Chalmers preached a hypothetically universal atonement, finding that there was no other basis for a free offer, “If Christ died only for the elect, and not for all,” ministers “are puzzled to understand how they should proceed with the calls and invitations of the gospel.”[Institutes Vol. 2 P. 418] And he preached that way: “We tell you of God’s beseeching voice. We assure you, in His name, that he wants you not to die. We bid you venture for pardon on the atonement made by Him who died for all.”[Romans Vol. 3 P. 392]

“Christ did not so die for all as that all do actually receive the gift of salvation; but He so died for all, as that all to whom He is preached have the real and honest offer of Salvation. He is not yours in possession till you have laid hold of Him by faith. But he is your in offer. He is as much yours as anything of which you can say – I have it for the taking. You, one and all of you, my brethren, have salvation for the taking; and it is because you do not choose to take it if it do not indeed belong to you.”[Ibid. P. 203-4]

According to Chalmers’ view, Christ died for all men in offer. Every human being who ever lived and who ever will live is warranted to come to Christ and believe that Christ had died for him. Chalmers could have sung without complaint the lines of Charles Wesley:

Who did for every sinner die,
Hath surely died for me. ['Spirit of Faith, come down'. The 'offending' line is changed in 'Christian Hymns']

Indeed, he could have agreed with all of Charles Wesley’s universal atonement language, for Chalmers declared explicitly his agreement with the Arminian William Paley that “Christ died for the whole world, because now and in consequence of His death, the offer of the remission of sins may be made to the whole world.”[Prelections Pp. 107-8] He noted carefully that there are two sorts of universality that may be postulated with regard to the atonement. One was false, namely the heresy of universalism, that Christ so died for all that all without distinction will certainly be saved.
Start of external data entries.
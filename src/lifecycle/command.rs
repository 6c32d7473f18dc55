//! Commands carried on the `lifecycle` channel.
//!
//! Both ends register a channel under [`LIFECYCLE_CHANNEL`]: the UI side
//! answers the two `handle*` commands, the privileged side answers `quit`,
//! `relaunch` and `kill`.

use std::fmt;
use std::str::FromStr;

use crate::error::ChannelError;

/// Channel name shared by both ends.
pub const LIFECYCLE_CHANNEL: &str = "lifecycle";

/// One lifecycle channel command.
#[derive(Debug, Clone, Copy, PartialEq, Eq, Hash)]
pub enum LifecycleCommand {
    /// Privileged → UI: collect vetoes; replies `bool`.
    HandleBeforeShutdown,
    /// Privileged → UI: run joiners; replies when done.
    HandleWillShutdown,
    /// UI → privileged: request quit; replies the veto.
    Quit,
    /// UI → privileged: quit and relaunch; replies the veto.
    Relaunch,
    /// UI → privileged: force exit with a code.
    Kill,
}

impl LifecycleCommand {
    /// Wire name.
    pub fn as_str(self) -> &'static str {
        match self {
            LifecycleCommand::HandleBeforeShutdown => "handleBeforeShutdown",
            LifecycleCommand::HandleWillShutdown => "handleWillShutdown",
            LifecycleCommand::Quit => "quit",
            LifecycleCommand::Relaunch => "relaunch",
            LifecycleCommand::Kill => "kill",
        }
    }
}

impl fmt::Display for LifecycleCommand {
    fn fmt(&self, f: &mut fmt::Formatter<'_>) -> fmt::Result {
        f.write_str(self.as_str())
    }
}

impl FromStr for LifecycleCommand {
    type Err = ChannelError;

    fn from_str(s: &str) -> Result<Self, Self::Err> {
        match s {
            "handleBeforeShutdown" => Ok(LifecycleCommand::HandleBeforeShutdown),
            "handleWillShutdown" => Ok(LifecycleCommand::HandleWillShutdown),
            "quit" => Ok(LifecycleCommand::Quit),
            "relaunch" => Ok(LifecycleCommand::Relaunch),
            "kill" => Ok(LifecycleCommand::Kill),
            other => Err(ChannelError::unknown_command(LIFECYCLE_CHANNEL, other)),
        }
    }
}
That was a universality of effect, and that was false. The second was a universality of proposition, a conditional universality conditioned on faith.[Ibid. P. 324]
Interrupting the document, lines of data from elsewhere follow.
//! # UI-side connection.
//!
//! [`IpcClient`] owns exactly one transport: it sends HELLO as its first
//! frame, then multiplexes channels both ways over it. [`disconnect`]
//! sends DISCONNECT and closes the transport.
//!
//! [`disconnect`]: IpcClient::disconnect

use std::fmt;
use std::sync::Arc;
use std::sync::atomic::{AtomicBool, Ordering};

use tokio::io::{AsyncRead, AsyncWrite};

use crate::base::{Emitter, Event};
use crate::config::IpcConfig;
use crate::error::ProtocolError;
use crate::ipc::channel::{Channel, ChannelRegistry, Connection, ConnectionId, ServerChannel};
use crate::ipc::protocol::{Frame, FrameReader, FrameSender, Protocol, spawn_writer};

struct Inner {
    ctx: ConnectionId,
    channels: ChannelRegistry,
    connection: Connection,
    sender: FrameSender,
    closed: AtomicBool,
    on_did_disconnect: Emitter<()>,
}

impl Inner {
    fn close(&self) {
        if self.closed.swap(true, Ordering::AcqRel) {
            return;
        }
        self.connection.dispose();
        tracing::debug!(target: "splithost::ipc", ctx = %self.ctx, "client disconnected");
        self.on_did_disconnect.emit(&());
        self.on_did_disconnect.dispose();
    }
}

/// One endpoint's connection to the privileged side.
#[derive(Clone)]
pub struct IpcClient {
    inner: Arc<Inner>,
}

impl fmt::Debug for IpcClient {
    fn fmt(&self, f: &mut fmt::Formatter<'_>) -> fmt::Result {
        f.debug_struct("IpcClient")
            .field("ctx", &self.inner.ctx)
            .field("connected", &self.is_connected())
            .finish()
    }
}

impl IpcClient {
    /// Sends HELLO over `io` and starts serving it.
    pub fn connect<T>(ctx: ConnectionId, io: T, config: &IpcConfig) -> Result<Self, ProtocolError>
    where
        T: AsyncRead + AsyncWrite + Send + 'static,
    {
        let (reader, writer) = tokio::io::split(io);
        let sender = spawn_writer(writer, config);
        sender.send(Frame::Hello)?;

        let channels: ChannelRegistry = Arc::default();
        let connection = Connection::new(ctx, Protocol::new(sender.clone()), Arc::clone(&channels));
        let inner = Arc::new(Inner {
            ctx,
            channels,
            connection,
            sender,
            closed: AtomicBool::new(false),
            on_did_disconnect: Emitter::new(),
        });

        let reader_inner = Arc::clone(&inner);
        let config = config.clone();
        tokio::spawn(async move {
            let mut frames = FrameReader::new(reader, &config);
            loop {
                match frames.read_next().await {
                    Ok(Some(Frame::Message(payload))) => {
                        reader_inner.connection.protocol().deliver(&payload);
                    }
                    Ok(Some(other)) => {
                        tracing::warn!(target: "splithost::ipc", frame = ?other, "unexpected frame from server; dropped");
                    }
                    Ok(None) => break,
                    Err(err) if err.is_recoverable() => {
                        tracing::warn!(target: "splithost::ipc", error = %err, "malformed frame dropped");
                    }
                    Err(err) => {
                        tracing::warn!(target: "splithost::ipc", error = %err, "transport closed with error");
                        break;
                    }
                }
            }
            reader_inner.close();
        });

        Ok(Self { inner })
    }

    /// This endpoint's identity.
    #[inline]
    pub fn ctx(&self) -> ConnectionId {
        self.inner.ctx
    }

    /// Proxy for the privileged side's `name` channel.
    pub fn get_channel(&self, name: &str) -> Channel {
        self.inner.connection.channel(name)
    }

    /// Serves `name` to the privileged side.
    pub fn register_channel(&self, name: impl Into<String>, handler: Arc<dyn ServerChannel>) {
        self.inner.channels.lock().insert(name.into(), handler);
    }

    /// True until the transport closes or [`disconnect`](Self::disconnect) runs.
    pub fn is_connected(&self) -> bool {
        !self.inner.closed.load(Ordering::Acquire)
    }

    /// Fires once when the connection ends.
    pub fn on_did_disconnect(&self) -> Event<()> {
        self.inner.on_did_disconnect.event()
    }

    /// Sends DISCONNECT and tears the connection down. Idempotent.
    pub fn disconnect(&self) {
        if self.is_connected() {
            let _ = self.inner.sender.send(Frame::Disconnect);
        }
        self.inner.close();
    }
}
“The remedy [for human sin], in fact, is much more extensive in proposition than it is in effect. It may be held out, in proposition, to all, while at the same time, and effectively, it is limited to those who repent and believe, while most assuredly all those who do so repent and believe shall be saved. And it is also quite true, that though the offer of redemption were rejected by all, there is a sense in which that redemption [Not the offer, note, but the atonement itself. Chalmers guards against his point being misunderstood] might still be called universal. The offer could not be made without it; and now that Christ hath died, the offer might be made to one and all of the species.”[Prelections P. 326]
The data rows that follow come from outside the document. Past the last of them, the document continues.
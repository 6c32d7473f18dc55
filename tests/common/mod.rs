#![allow(dead_code)]

use std::sync::atomic::{AtomicBool, AtomicUsize, Ordering};
use std::sync::{Arc, Weak};
use std::time::Duration;

use parking_lot::Mutex;
use splithost::{
    AppHost, ConnectionId, Emitter, Event, IpcClient, IpcConfig, IpcServer, LifecycleConfig, LifecycleMain,
    LifecycleParticipant, Platform, Preventable, TargetId, UiTarget,
};

pub fn init_tracing() {
    let _ = tracing_subscriber::fmt()
        .with_env_filter(tracing_subscriber::EnvFilter::from_default_env())
        .with_test_writer()
        .try_init();
}

/// Connects a client under `id` and waits until the server installed it.
pub async fn connect(server: &IpcServer, id: u64) -> IpcClient {
    let ctx = ConnectionId(id);
    let added = server.on_did_add_connection().filter(move |c| *c == ctx).next();
    let (privileged_end, ui_end) = tokio::io::duplex(256 * 1024);
    server.accept(ctx, privileged_end);
    let client = IpcClient::connect(ctx, ui_end, &IpcConfig::default()).expect("connect");
    added.await.expect("connection added");
    client
}

pub fn config(platform: Platform) -> LifecycleConfig {
    LifecycleConfig {
        platform,
        startup_dir: None,
        ..LifecycleConfig::default()
    }
}

/// Native application double following the desktop quit order.
#[derive(Default)]
pub struct FakeApp {
    args: Vec<String>,
    quitting: AtomicBool,
    quit_calls: AtomicUsize,
    windows: Mutex<Vec<Arc<FakeWindow>>>,
    exit_code: Mutex<Option<i32>>,
    relaunched: Mutex<Option<Vec<String>>>,
    before_quit: Emitter<()>,
    window_all_closed: Emitter<()>,
    will_quit: Emitter<Preventable>,
    quit_signal: Emitter<()>,
}

impl FakeApp {
    pub fn new(args: &[&str]) -> Arc<Self> {
        Arc::new(Self {
            args: args.iter().map(|a| a.to_string()).collect(),
            ..Self::default()
        })
    }

    pub fn exit_code(&self) -> Option<i32> {
        *self.exit_code.lock()
    }

    pub fn relaunched(&self) -> Option<Vec<String>> {
        self.relaunched.lock().clone()
    }

    pub fn quit_calls(&self) -> usize {
        self.quit_calls.load(Ordering::SeqCst)
    }

    pub fn emit_before_quit(&self) {
        self.before_quit.emit(&());
    }

    fn add_window(&self, window: Arc<FakeWindow>) {
        self.windows.lock().push(window);
    }

    fn remove_window(&self, id: TargetId) {
        let now_empty = {
            let mut windows = self.windows.lock();
            windows.retain(|w| w.id != id);
            windows.is_empty()
        };
        if now_empty && !self.quitting.load(Ordering::SeqCst) {
            self.window_all_closed.emit(&());
        }
    }

    /// Waits until the process "exited".
    pub async fn exited(&self) -> i32 {
        loop {
            if let Some(code) = self.exit_code() {
                return code;
            }
            tokio::time::sleep(Duration::from_millis(5)).await;
        }
    }
}

impl AppHost for FakeApp {
    fn quit(&self) {
        self.quit_calls.fetch_add(1, Ordering::SeqCst);
        if self.exit_code().is_some() {
            return;
        }
        self.quitting.store(true, Ordering::SeqCst);
        self.before_quit.emit(&());

        let windows = self.windows.lock().clone();
        for window in windows {
            if !window.request_close() {
                self.quitting.store(false, Ordering::SeqCst);
                return;
            }
        }

        let will_quit = Preventable::new();
        self.will_quit.emit(&will_quit);
        self.quitting.store(false, Ordering::SeqCst);
        if will_quit.is_default_prevented() {
            return;
        }
        self.quit_signal.emit(&());
        self.exit(0);
    }

    fn exit(&self, code: i32) {
        let mut exit_code = self.exit_code.lock();
        if exit_code.is_none() {
            *exit_code = Some(code);
        }
    }

    fn relaunch(&self, args: Vec<String>) {
        *self.relaunched.lock() = Some(args);
    }

    fn args(&self) -> Vec<String> {
        self.args.clone()
    }

    fn on_before_quit(&self) -> Event<()> {
        self.before_quit.event()
    }

    fn on_window_all_closed(&self) -> Event<()> {
        self.window_all_closed.event()
    }

    fn on_will_quit(&self) -> Event<Preventable> {
        self.will_quit.event()
    }

    fn on_quit(&self) -> Event<()> {
        self.quit_signal.event()
    }
}

/// Window double. `stuck` windows ignore `destroy`.
pub struct FakeWindow {
    id: TargetId,
    app: Weak<FakeApp>,
    stuck: bool,
    destroyed: AtomicBool,
    reloads: AtomicUsize,
    close_requested: Emitter<Preventable>,
    closed: Emitter<()>,
}

impl FakeWindow {
    pub fn reloads(&self) -> usize {
        self.reloads.load(Ordering::SeqCst)
    }

    /// Asks to close; returns `true` if the window actually closed.
    pub fn request_close(&self) -> bool {
        if self.destroyed.load(Ordering::SeqCst) {
            return true;
        }
        let event = Preventable::new();
        self.close_requested.emit(&event);
        if event.is_default_prevented() {
            return false;
        }
        self.finish_close();
        true
    }

    fn finish_close(&self) {
        if self.destroyed.swap(true, Ordering::SeqCst) {
            return;
        }
        self.closed.emit(&());
        if let Some(app) = self.app.upgrade() {
            app.remove_window(self.id);
        }
    }
}

impl UiTarget for FakeWindow {
    fn id(&self) -> TargetId {
        self.id
    }

    fn is_destroyed(&self) -> bool {
        self.destroyed.load(Ordering::SeqCst)
    }

    fn close(&self) {
        self.request_close();
    }

    fn destroy(&self) {
        if !self.stuck {
            self.finish_close();
        }
    }

    fn reload(&self) {
        self.reloads.fetch_add(1, Ordering::SeqCst);
    }

    fn on_close_requested(&self) -> Event<Preventable> {
        self.close_requested.event()
    }

    fn on_closed(&self) -> Event<()> {
        self.closed.event()
    }
}

/// One UI process: native window, its connection, its participant.
pub struct Ui {
    pub window: Arc<FakeWindow>,
    pub client: IpcClient,
    pub participant: Arc<LifecycleParticipant>,
}

pub struct Host {
    pub server: IpcServer,
    pub app: Arc<FakeApp>,
    pub main: Arc<LifecycleMain>,
    pub platform: Platform,
}

impl Host {
    pub fn new(platform: Platform, args: &[&str]) -> Self {
        init_tracing();
        let server = IpcServer::default();
        let app = FakeApp::new(args);
        let main = LifecycleMain::new(app.clone(), server.clone(), config(platform));
        Self {
            server,
            app,
            main,
            platform,
        }
    }

    pub async fn open_window(&self, id: u64, stuck: bool) -> Ui {
        let window = Arc::new(FakeWindow {
            id: TargetId(id),
            app: Arc::downgrade(&self.app),
            stuck,
            destroyed: AtomicBool::new(false),
            reloads: AtomicUsize::new(0),
            close_requested: Emitter::new(),
            closed: Emitter::new(),
        });
        self.app.add_window(Arc::clone(&window));

        let client = connect(&self.server, id).await;
        let participant = LifecycleParticipant::new(&client, config(self.platform));
        self.main.register_target(window.clone());
        Ui {
            window,
            client,
            participant,
        }
    }
}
“We hold as unfortunate,” Chalmers told his students as he criticized the very lectures he had heard at St. Andrews, “the assertion that Christ did not die for all men, but for those of every nation who are in the end to be saved.”[Ibid. P. 356] The implication, backed up by Chalmers’ own preaching, was that the students, in calling sinners to Christ, ought to tell their hearers that Christ died for all. And this hypothetical universalism, which is the marrow of Amyraldianism, was not just a brief theological phase in Thomas Chalmers’ career. From the Lectures on the Epistle to the Romans in the 1820s to his Institutes of Theology, which was still unfinished at his death, Thomas Chalmers insisted on this doctrine when he thought it necessary. In the pulpit it was urged with the outstretched hand of offer, in the classroom urged with scientific logic.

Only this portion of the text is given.